▶
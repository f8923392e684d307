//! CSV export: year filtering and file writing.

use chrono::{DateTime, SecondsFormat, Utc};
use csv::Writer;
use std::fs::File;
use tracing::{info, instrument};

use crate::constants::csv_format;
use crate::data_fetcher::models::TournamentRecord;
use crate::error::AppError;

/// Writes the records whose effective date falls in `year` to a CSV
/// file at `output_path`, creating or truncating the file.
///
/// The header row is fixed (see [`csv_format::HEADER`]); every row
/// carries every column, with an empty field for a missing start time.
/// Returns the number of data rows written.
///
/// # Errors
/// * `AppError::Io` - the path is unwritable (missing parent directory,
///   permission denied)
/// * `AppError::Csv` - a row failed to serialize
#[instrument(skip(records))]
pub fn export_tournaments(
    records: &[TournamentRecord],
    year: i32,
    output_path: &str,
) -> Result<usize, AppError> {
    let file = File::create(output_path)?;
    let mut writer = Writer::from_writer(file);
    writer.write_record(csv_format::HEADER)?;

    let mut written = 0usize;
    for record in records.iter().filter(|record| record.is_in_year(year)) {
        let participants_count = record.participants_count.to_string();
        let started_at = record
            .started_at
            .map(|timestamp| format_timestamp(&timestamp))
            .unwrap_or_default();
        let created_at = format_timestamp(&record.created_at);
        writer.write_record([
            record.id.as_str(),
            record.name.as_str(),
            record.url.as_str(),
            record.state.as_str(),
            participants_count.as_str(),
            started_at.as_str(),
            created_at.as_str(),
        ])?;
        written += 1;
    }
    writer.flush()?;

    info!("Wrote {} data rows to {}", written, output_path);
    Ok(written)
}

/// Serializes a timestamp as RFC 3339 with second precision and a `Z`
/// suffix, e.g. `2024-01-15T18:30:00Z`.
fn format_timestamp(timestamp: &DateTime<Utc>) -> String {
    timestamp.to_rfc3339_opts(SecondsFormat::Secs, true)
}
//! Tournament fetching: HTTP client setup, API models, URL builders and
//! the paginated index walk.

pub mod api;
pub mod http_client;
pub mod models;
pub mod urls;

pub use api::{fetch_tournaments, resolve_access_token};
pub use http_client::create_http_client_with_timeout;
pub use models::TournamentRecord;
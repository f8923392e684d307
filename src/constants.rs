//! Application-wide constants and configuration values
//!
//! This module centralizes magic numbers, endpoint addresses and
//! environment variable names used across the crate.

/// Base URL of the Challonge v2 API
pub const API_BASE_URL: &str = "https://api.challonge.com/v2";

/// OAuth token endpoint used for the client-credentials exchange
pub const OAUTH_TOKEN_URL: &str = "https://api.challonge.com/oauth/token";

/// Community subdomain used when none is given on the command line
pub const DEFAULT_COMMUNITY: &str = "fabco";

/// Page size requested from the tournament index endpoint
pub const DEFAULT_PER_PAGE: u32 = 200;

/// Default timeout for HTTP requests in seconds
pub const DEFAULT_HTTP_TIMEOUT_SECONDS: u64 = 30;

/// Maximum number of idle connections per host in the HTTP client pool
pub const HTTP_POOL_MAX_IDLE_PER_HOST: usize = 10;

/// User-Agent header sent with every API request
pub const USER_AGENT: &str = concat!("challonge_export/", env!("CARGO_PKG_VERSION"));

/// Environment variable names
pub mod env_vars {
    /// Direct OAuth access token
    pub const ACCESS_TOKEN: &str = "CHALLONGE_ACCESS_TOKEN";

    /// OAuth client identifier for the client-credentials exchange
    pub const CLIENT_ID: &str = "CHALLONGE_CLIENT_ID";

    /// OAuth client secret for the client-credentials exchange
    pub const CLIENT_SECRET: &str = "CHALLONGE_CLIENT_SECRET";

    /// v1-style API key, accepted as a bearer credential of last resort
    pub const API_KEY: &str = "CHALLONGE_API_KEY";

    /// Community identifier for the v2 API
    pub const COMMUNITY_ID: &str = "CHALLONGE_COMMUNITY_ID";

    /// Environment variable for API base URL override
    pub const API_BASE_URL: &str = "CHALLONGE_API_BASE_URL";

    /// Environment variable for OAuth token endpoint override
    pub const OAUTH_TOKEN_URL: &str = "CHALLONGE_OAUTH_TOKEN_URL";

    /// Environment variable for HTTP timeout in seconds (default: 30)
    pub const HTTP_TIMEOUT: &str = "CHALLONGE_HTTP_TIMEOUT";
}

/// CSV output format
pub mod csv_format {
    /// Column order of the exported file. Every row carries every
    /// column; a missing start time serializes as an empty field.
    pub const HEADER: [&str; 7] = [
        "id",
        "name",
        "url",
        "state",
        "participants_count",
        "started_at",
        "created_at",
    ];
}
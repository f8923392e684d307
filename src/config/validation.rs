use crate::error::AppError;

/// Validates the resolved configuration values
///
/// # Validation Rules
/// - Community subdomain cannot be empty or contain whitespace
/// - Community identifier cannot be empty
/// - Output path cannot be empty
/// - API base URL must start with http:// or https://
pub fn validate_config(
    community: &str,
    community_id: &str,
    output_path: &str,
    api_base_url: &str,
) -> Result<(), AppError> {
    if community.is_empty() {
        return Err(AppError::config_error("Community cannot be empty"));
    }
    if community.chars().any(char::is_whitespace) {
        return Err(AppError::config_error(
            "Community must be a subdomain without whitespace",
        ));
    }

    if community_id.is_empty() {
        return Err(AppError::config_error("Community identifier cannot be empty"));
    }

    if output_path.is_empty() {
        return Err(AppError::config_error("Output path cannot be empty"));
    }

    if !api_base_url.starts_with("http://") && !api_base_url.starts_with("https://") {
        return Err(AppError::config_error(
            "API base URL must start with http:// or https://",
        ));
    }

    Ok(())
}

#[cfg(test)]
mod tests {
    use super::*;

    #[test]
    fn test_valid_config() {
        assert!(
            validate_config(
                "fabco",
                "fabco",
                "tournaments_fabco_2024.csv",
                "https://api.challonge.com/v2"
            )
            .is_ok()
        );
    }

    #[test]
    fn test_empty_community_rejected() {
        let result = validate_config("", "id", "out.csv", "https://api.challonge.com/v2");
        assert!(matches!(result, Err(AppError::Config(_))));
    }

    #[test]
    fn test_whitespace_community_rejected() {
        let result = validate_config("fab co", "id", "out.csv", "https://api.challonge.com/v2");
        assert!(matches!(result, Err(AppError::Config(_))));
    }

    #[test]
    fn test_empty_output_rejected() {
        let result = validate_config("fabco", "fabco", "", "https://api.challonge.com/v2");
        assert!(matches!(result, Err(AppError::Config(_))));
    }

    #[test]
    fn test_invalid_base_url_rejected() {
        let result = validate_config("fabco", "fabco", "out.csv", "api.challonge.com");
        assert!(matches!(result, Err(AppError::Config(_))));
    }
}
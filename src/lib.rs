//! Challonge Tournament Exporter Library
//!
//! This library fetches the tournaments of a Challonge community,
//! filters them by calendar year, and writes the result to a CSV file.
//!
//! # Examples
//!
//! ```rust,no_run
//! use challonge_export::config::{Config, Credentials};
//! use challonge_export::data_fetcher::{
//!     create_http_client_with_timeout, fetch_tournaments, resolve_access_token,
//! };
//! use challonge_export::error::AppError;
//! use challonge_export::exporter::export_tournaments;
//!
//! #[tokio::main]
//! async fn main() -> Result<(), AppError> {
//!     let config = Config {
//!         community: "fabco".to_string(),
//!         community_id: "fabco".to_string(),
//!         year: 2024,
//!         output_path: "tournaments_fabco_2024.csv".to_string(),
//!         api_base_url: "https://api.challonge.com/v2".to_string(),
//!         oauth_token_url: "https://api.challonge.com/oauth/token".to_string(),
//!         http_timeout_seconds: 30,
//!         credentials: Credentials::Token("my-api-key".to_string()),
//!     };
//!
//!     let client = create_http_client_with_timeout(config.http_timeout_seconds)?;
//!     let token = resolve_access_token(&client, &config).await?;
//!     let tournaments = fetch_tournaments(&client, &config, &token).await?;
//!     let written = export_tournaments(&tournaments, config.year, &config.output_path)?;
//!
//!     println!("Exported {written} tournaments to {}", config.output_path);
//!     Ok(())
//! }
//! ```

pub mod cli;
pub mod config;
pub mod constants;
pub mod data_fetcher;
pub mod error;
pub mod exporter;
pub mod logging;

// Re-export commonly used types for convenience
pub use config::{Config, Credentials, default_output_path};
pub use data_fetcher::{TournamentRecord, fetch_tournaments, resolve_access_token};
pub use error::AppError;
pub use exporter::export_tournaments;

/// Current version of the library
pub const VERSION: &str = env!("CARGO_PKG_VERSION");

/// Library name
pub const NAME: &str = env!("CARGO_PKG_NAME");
◀
▶
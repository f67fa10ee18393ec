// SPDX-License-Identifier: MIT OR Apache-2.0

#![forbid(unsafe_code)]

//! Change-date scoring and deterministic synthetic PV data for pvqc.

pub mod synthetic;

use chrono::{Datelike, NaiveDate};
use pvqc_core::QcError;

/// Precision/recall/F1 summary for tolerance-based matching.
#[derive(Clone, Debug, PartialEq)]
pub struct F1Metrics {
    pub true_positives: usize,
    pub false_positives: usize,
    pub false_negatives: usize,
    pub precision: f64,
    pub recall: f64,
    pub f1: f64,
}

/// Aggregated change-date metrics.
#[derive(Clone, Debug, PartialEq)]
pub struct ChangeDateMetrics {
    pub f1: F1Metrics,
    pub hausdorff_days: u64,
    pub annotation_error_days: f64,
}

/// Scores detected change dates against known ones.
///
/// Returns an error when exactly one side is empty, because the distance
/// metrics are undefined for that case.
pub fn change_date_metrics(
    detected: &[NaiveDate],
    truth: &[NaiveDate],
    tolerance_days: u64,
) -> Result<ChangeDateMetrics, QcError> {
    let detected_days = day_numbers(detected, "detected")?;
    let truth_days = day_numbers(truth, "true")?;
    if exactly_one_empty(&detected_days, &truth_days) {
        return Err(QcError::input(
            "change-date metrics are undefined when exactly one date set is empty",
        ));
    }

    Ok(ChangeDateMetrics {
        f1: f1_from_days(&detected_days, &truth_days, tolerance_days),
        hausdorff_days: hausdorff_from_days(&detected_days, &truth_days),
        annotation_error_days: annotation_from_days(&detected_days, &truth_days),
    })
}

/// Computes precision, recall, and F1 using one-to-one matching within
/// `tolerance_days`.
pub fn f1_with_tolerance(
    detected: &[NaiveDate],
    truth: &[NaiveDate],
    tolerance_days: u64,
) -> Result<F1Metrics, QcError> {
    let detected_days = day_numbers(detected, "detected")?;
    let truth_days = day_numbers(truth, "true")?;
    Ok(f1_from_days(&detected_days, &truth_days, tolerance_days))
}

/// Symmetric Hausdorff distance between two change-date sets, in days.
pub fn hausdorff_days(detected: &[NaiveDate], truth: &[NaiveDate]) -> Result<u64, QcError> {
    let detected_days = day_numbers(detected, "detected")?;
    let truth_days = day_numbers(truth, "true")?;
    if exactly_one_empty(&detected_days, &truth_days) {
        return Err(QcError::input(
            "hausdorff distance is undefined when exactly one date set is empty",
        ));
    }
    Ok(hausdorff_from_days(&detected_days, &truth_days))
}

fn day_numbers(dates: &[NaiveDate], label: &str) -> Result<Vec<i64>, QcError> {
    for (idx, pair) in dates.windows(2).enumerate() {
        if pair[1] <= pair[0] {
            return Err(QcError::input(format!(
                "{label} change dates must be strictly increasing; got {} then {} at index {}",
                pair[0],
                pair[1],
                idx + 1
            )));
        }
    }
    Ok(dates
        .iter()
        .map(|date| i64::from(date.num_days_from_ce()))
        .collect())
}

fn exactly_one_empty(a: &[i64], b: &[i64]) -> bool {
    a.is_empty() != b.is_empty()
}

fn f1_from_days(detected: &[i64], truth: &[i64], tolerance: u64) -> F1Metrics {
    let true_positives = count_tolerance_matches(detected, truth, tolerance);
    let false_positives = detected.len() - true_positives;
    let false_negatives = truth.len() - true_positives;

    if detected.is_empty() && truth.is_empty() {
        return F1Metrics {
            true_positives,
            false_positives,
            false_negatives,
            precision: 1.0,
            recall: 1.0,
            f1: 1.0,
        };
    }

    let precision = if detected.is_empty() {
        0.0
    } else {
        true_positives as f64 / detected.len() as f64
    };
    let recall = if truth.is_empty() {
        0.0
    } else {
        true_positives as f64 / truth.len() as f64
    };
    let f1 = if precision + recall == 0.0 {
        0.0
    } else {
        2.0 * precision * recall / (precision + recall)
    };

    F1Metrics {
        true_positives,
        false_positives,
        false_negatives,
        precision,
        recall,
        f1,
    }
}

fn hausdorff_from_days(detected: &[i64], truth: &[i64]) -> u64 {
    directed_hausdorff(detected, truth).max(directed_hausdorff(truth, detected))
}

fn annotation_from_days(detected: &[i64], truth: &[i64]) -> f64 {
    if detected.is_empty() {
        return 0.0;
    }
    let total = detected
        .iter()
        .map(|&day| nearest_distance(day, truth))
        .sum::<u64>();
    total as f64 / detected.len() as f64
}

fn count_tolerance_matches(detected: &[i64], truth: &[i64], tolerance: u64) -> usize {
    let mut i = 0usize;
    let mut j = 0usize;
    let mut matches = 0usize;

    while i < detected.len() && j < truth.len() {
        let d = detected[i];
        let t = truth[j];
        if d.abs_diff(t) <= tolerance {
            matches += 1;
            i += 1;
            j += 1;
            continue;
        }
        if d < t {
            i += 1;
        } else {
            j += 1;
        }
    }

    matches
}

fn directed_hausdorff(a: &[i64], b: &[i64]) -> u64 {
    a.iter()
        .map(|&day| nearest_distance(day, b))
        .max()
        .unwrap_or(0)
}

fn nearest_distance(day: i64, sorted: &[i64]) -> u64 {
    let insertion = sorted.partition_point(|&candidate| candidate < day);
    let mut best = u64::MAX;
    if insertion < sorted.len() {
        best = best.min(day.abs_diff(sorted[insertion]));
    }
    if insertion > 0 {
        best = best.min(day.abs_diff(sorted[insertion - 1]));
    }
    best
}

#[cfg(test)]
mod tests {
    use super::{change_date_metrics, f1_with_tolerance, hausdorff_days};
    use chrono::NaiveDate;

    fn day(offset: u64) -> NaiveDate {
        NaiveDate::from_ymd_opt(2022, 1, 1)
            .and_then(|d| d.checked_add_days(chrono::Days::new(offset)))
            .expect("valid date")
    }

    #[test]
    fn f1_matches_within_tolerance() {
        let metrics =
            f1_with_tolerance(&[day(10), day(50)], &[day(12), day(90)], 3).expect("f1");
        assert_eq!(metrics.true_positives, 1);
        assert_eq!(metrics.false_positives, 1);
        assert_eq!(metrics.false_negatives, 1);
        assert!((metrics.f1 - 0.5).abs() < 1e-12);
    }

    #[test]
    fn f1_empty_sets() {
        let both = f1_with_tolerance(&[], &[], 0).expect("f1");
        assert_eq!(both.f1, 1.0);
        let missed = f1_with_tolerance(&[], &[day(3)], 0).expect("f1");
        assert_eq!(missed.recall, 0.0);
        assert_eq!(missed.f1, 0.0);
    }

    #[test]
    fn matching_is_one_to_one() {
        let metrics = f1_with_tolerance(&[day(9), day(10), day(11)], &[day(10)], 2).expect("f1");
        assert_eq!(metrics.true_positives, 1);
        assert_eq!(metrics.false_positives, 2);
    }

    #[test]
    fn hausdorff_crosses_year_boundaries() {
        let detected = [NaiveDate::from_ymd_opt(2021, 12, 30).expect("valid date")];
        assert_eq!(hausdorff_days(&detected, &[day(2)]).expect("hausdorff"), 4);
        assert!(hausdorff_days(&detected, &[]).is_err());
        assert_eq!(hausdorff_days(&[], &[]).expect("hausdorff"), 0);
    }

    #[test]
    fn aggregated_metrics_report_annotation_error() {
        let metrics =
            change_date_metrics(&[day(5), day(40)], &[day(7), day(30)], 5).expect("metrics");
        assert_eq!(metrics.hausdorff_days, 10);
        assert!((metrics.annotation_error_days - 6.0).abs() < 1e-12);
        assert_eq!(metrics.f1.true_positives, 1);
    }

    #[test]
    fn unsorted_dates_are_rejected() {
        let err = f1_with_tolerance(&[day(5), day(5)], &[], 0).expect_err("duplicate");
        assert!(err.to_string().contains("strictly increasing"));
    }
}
◀
→ **Prompt**:
Find the word "configuration" in the entries. Copy each line that holds it.

→ **Solution**:
//! Application-wide constants and configuration values
/// Validates the resolved configuration values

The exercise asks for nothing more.